_Brief_
The reply must return each line of the data exactly.

[Stored data entries]
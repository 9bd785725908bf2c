//! Version command

use crate::cli::VersionArgs;
use crate::version::VersionInfo;
use anyhow::Result;

pub fn run(args: VersionArgs) -> Result<()> {
    let info = VersionInfo::current();

    if args.json {
        println!("{}", serde_json::to_string_pretty(&info)?);
        return Ok(());
    }

    println!("{}", info.display());
    if let Some(rustc) = &info.rustc {
        println!("Runtime:    {}", rustc);
    }
    if let Some(commit) = &info.commit {
        println!("Commit:     {}", commit);
    }
    if let Some(date) = &info.build_date {
        println!("Build date: {}", date);
    }

    Ok(())
}
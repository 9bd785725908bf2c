//! Retry delay strategies and predicates

use crate::types::{RetryPolicy, RetryStrategy};
use rand::Rng;
use std::time::Duration;

/// Calculate the delay before the next retry attempt
///
/// `attempt` is the 1-indexed attempt that just failed. With `jitter`,
/// up to 25% of the capped delay is added at random.
///
/// # Example
///
/// ```rust
/// use dhcli_core::retry::calculate_delay;
/// use dhcli_core::types::{RetryPolicy, RetryStrategy};
///
/// let policy = RetryPolicy {
///     max_attempts: 10,
///     strategy: RetryStrategy::ExponentialBackoff,
///     backoff_multiplier: 2.0,
///     initial_delay_ms: 1000,
///     max_delay_ms: 30000,
/// };
///
/// assert_eq!(calculate_delay(&policy, 1, false).as_millis(), 1000);
/// assert_eq!(calculate_delay(&policy, 2, false).as_millis(), 2000);
/// ```
pub fn calculate_delay(policy: &RetryPolicy, attempt: u32, jitter: bool) -> Duration {
    let attempt_index = attempt.saturating_sub(1);

    let base_delay_ms = match policy.strategy {
        RetryStrategy::None => 0,

        RetryStrategy::FixedDelay => policy.initial_delay_ms,

        RetryStrategy::ExponentialBackoff => {
            let multiplier = policy.backoff_multiplier.powf(attempt_index as f64);
            (policy.initial_delay_ms as f64 * multiplier) as u64
        }

        RetryStrategy::LinearBackoff => policy
            .initial_delay_ms
            .saturating_mul(attempt_index as u64 + 1),
    };

    let capped_delay_ms = base_delay_ms.min(policy.max_delay_ms);

    let final_delay_ms = if jitter && capped_delay_ms > 0 {
        let jitter_range = capped_delay_ms / 4;
        capped_delay_ms.saturating_add(rand::rng().random_range(0..=jitter_range))
    } else {
        capped_delay_ms
    };

    Duration::from_millis(final_delay_ms)
}

/// Decides whether a failed attempt is worth repeating
pub trait RetryPredicate<E: ?Sized>: Send + Sync {
    fn should_retry(&self, error: &E) -> bool;
}

/// A predicate that treats every error as retryable
#[derive(Debug, Clone, Copy, Default)]
pub struct AlwaysRetry;

impl<E: ?Sized> RetryPredicate<E> for AlwaysRetry {
    fn should_retry(&self, _error: &E) -> bool {
        true
    }
}

/// Errors produced by a single HTTP request attempt
pub trait HttpFailure {
    /// The response status, or `None` when no response was received
    fn status_code(&self) -> Option<u16>;
}

/// Retries transport failures and transient HTTP statuses
///
/// No status (connection refused, reset, timeout) is retried. Of the
/// statuses, 408, 425, 429 and every 5xx except 501 are retried. Any
/// other status is final.
#[derive(Debug, Clone, Copy, Default)]
pub struct TransientHttpPredicate;

impl TransientHttpPredicate {
    pub fn is_transient_status(code: u16) -> bool {
        matches!(code, 408 | 425 | 429) || ((500..600).contains(&code) && code != 501)
    }
}

impl<E: HttpFailure> RetryPredicate<E> for TransientHttpPredicate {
    fn should_retry(&self, error: &E) -> bool {
        error
            .status_code()
            .map(Self::is_transient_status)
            .unwrap_or(true)
    }
}
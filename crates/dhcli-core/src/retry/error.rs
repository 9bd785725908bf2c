//! Error types for the retry execution engine

use std::error::Error;
use std::fmt;
use std::time::Duration;

/// Errors that can occur during retry execution
///
/// Generic over `E`, the error type of the operation being retried.
#[derive(Debug)]
pub enum RetryError<E> {
    /// Every allowed attempt failed with a retryable error
    Exhausted {
        /// Number of attempts made before giving up
        attempts: u32,
        /// The error from the final attempt
        source: E,
        /// Total duration spent across all attempts
        total_duration: Duration,
    },

    /// The predicate classified the error as permanent
    NonRetryable {
        /// Attempt on which the permanent error occurred
        attempt: u32,
        /// The permanent error
        source: E,
    },

    /// The policy allowed no attempts at all
    NoAttempts,
}

impl<E: fmt::Display> fmt::Display for RetryError<E> {
    fn fmt(&self, f: &mut fmt::Formatter<'_>) -> fmt::Result {
        match self {
            RetryError::Exhausted {
                attempts,
                source,
                total_duration,
            } => write!(
                f,
                "{} (gave up after {} attempts over {:.1}s)",
                source,
                attempts,
                total_duration.as_secs_f64()
            ),
            RetryError::NonRetryable { source, .. } => write!(f, "{}", source),
            RetryError::NoAttempts => write!(f, "retry policy allows no attempts"),
        }
    }
}

impl<E: Error + 'static> Error for RetryError<E> {
    fn source(&self) -> Option<&(dyn Error + 'static)> {
        match self {
            RetryError::Exhausted { source, .. } => Some(source),
            RetryError::NonRetryable { source, .. } => Some(source),
            RetryError::NoAttempts => None,
        }
    }
}

impl<E> RetryError<E> {
    /// Get the number of attempts made
    pub fn attempts(&self) -> u32 {
        match self {
            RetryError::Exhausted { attempts, .. } => *attempts,
            RetryError::NonRetryable { attempt, .. } => *attempt,
            RetryError::NoAttempts => 0,
        }
    }

    /// Check if this error indicates all retries were exhausted
    pub fn is_exhausted(&self) -> bool {
        matches!(self, RetryError::Exhausted { .. })
    }

    /// Check if this error is non-retryable
    pub fn is_non_retryable(&self) -> bool {
        matches!(self, RetryError::NonRetryable { .. })
    }

    /// Get a reference to the underlying error
    pub fn source_ref(&self) -> Option<&E> {
        match self {
            RetryError::Exhausted { source, .. } => Some(source),
            RetryError::NonRetryable { source, .. } => Some(source),
            RetryError::NoAttempts => None,
        }
    }

    /// Get the underlying error, consuming this error
    pub fn into_source(self) -> Option<E> {
        match self {
            RetryError::Exhausted { source, .. } => Some(source),
            RetryError::NonRetryable { source, .. } => Some(source),
            RetryError::NoAttempts => None,
        }
    }
}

_Your response_
repository 9bd785725908bf2c
//! Version command

use crate::cli::VersionArgs;
use crate::version::VersionInfo;
use anyhow::Result;

pub fn run(args: VersionArgs) -> Result<()> {
    let info = VersionInfo::current();

    if args.json {
        println!("{}", serde_json::to_string_pretty(&info)?);
        return Ok(());
    }

    println!("{}", info.display());
    if let Some(rustc) = &info.rustc {
        println!("Runtime:    {}", rustc);
    }
    if let Some(commit) = &info.commit {
        println!("Commit:     {}", commit);
    }
    if let Some(date) = &info.build_date {
        println!("Build date: {}", date);
    }

    Ok(())
}
repository 9bd785725908bf2c
//! Retry delay strategies and predicates

use crate::types::{RetryPolicy, RetryStrategy};
use rand::Rng;
use std::time::Duration;

/// Calculate the delay before the next retry attempt
///
/// `attempt` is the 1-indexed attempt that just failed. With `jitter`,
/// up to 25% of the capped delay is added at random.
///
/// # Example
///
/// ```rust
/// use dhcli_core::retry::calculate_delay;
/// use dhcli_core::types::{RetryPolicy, RetryStrategy};
///
/// let policy = RetryPolicy {
///     max_attempts: 10,
///     strategy: RetryStrategy::ExponentialBackoff,
///     backoff_multiplier: 2.0,
///     initial_delay_ms: 1000,
///     max_delay_ms: 30000,
/// };
///
/// assert_eq!(calculate_delay(&policy, 1, false).as_millis(), 1000);
/// assert_eq!(calculate_delay(&policy, 2, false).as_millis(), 2000);
/// ```
pub fn calculate_delay(policy: &RetryPolicy, attempt: u32, jitter: bool) -> Duration {
    let attempt_index = attempt.saturating_sub(1);

    let base_delay_ms = match policy.strategy {
        RetryStrategy::None => 0,

        RetryStrategy::FixedDelay => policy.initial_delay_ms,

        RetryStrategy::ExponentialBackoff => {
            let multiplier = policy.backoff_multiplier.powf(attempt_index as f64);
            (policy.initial_delay_ms as f64 * multiplier) as u64
        }

        RetryStrategy::LinearBackoff => policy
            .initial_delay_ms
            .saturating_mul(attempt_index as u64 + 1),
    };

    let capped_delay_ms = base_delay_ms.min(policy.max_delay_ms);

    let final_delay_ms = if jitter && capped_delay_ms > 0 {
        let jitter_range = capped_delay_ms / 4;
        capped_delay_ms.saturating_add(rand::rng().random_range(0..=jitter_range))
    } else {
        capped_delay_ms
    };

    Duration::from_millis(final_delay_ms)
}

/// Decides whether a failed attempt is worth repeating
pub trait RetryPredicate<E: ?Sized>: Send + Sync {
    fn should_retry(&self, error: &E) -> bool;
}

/// A predicate that treats every error as retryable
#[derive(Debug, Clone, Copy, Default)]
pub struct AlwaysRetry;

impl<E: ?Sized> RetryPredicate<E> for AlwaysRetry {
    fn should_retry(&self, _error: &E) -> bool {
        true
    }
}

/// Errors produced by a single HTTP request attempt
pub trait HttpFailure {
    /// The response status, or `None` when no response was received
    fn status_code(&self) -> Option<u16>;
}

/// Retries transport failures and transient HTTP statuses
///
/// No status (connection refused, reset, timeout) is retried. Of the
/// statuses, 408, 425, 429 and every 5xx except 501 are retried. Any
/// other status is final.
#[derive(Debug, Clone, Copy, Default)]
pub struct TransientHttpPredicate;

impl TransientHttpPredicate {
    pub fn is_transient_status(code: u16) -> bool {
        matches!(code, 408 | 425 | 429) || ((500..600).contains(&code) && code != 501)
    }
}

impl<E: HttpFailure> RetryPredicate<E> for TransientHttpPredicate {
    fn should_retry(&self, error: &E) -> bool {
        error
            .status_code()
            .map(Self::is_transient_status)
            .unwrap_or(true)
    }
}
filename crates/dhcli-core/src/retry/error.rs
repository 9bd785725908bf2c
//! Error types for the retry execution engine

use std::error::Error;
use std::fmt;
use std::time::Duration;

/// Errors that can occur during retry execution
///
/// Generic over `E`, the error type of the operation being retried.
#[derive(Debug)]
pub enum RetryError<E> {
    /// Every allowed attempt failed with a retryable error
    Exhausted {
        /// Number of attempts made before giving up
        attempts: u32,
        /// The error from the final attempt
        source: E,
        /// Total duration spent across all attempts
        total_duration: Duration,
    },

    /// The predicate classified the error as permanent
    NonRetryable {
        /// Attempt on which the permanent error occurred
        attempt: u32,
        /// The permanent error
        source: E,
    },

    /// The policy allowed no attempts at all
    NoAttempts,
}

impl<E: fmt::Display> fmt::Display for RetryError<E> {
    fn fmt(&self, f: &mut fmt::Formatter<'_>) -> fmt::Result {
        match self {
            RetryError::Exhausted {
                attempts,
                source,
                total_duration,
            } => write!(
                f,
                "{} (gave up after {} attempts over {:.1}s)",
                source,
                attempts,
                total_duration.as_secs_f64()
            ),
            RetryError::NonRetryable { source, .. } => write!(f, "{}", source),
            RetryError::NoAttempts => write!(f, "retry policy allows no attempts"),
        }
    }
}

impl<E: Error + 'static> Error for RetryError<E> {
    fn source(&self) -> Option<&(dyn Error + 'static)> {
        match self {
            RetryError::Exhausted { source, .. } => Some(source),
            RetryError::NonRetryable { source, .. } => Some(source),
            RetryError::NoAttempts => None,
        }
    }
}

impl<E> RetryError<E> {
    /// Get the number of attempts made
    pub fn attempts(&self) -> u32 {
        match self {
            RetryError::Exhausted { attempts, .. } => *attempts,
            RetryError::NonRetryable { attempt, .. } => *attempt,
            RetryError::NoAttempts => 0,
        }
    }

    /// Check if this error indicates all retries were exhausted
    pub fn is_exhausted(&self) -> bool {
        matches!(self, RetryError::Exhausted { .. })
    }

    /// Check if this error is non-retryable
    pub fn is_non_retryable(&self) -> bool {
        matches!(self, RetryError::NonRetryable { .. })
    }

    /// Get a reference to the underlying error
    pub fn source_ref(&self) -> Option<&E> {
        match self {
            RetryError::Exhausted { source, .. } => Some(source),
            RetryError::NonRetryable { source, .. } => Some(source),
            RetryError::NoAttempts => None,
        }
    }

    /// Get the underlying error, consuming this error
    pub fn into_source(self) -> Option<E> {
        match self {
            RetryError::Exhausted { source, .. } => Some(source),
            RetryError::NonRetryable { source, .. } => Some(source),
            RetryError::NoAttempts => None,
        }
    }
}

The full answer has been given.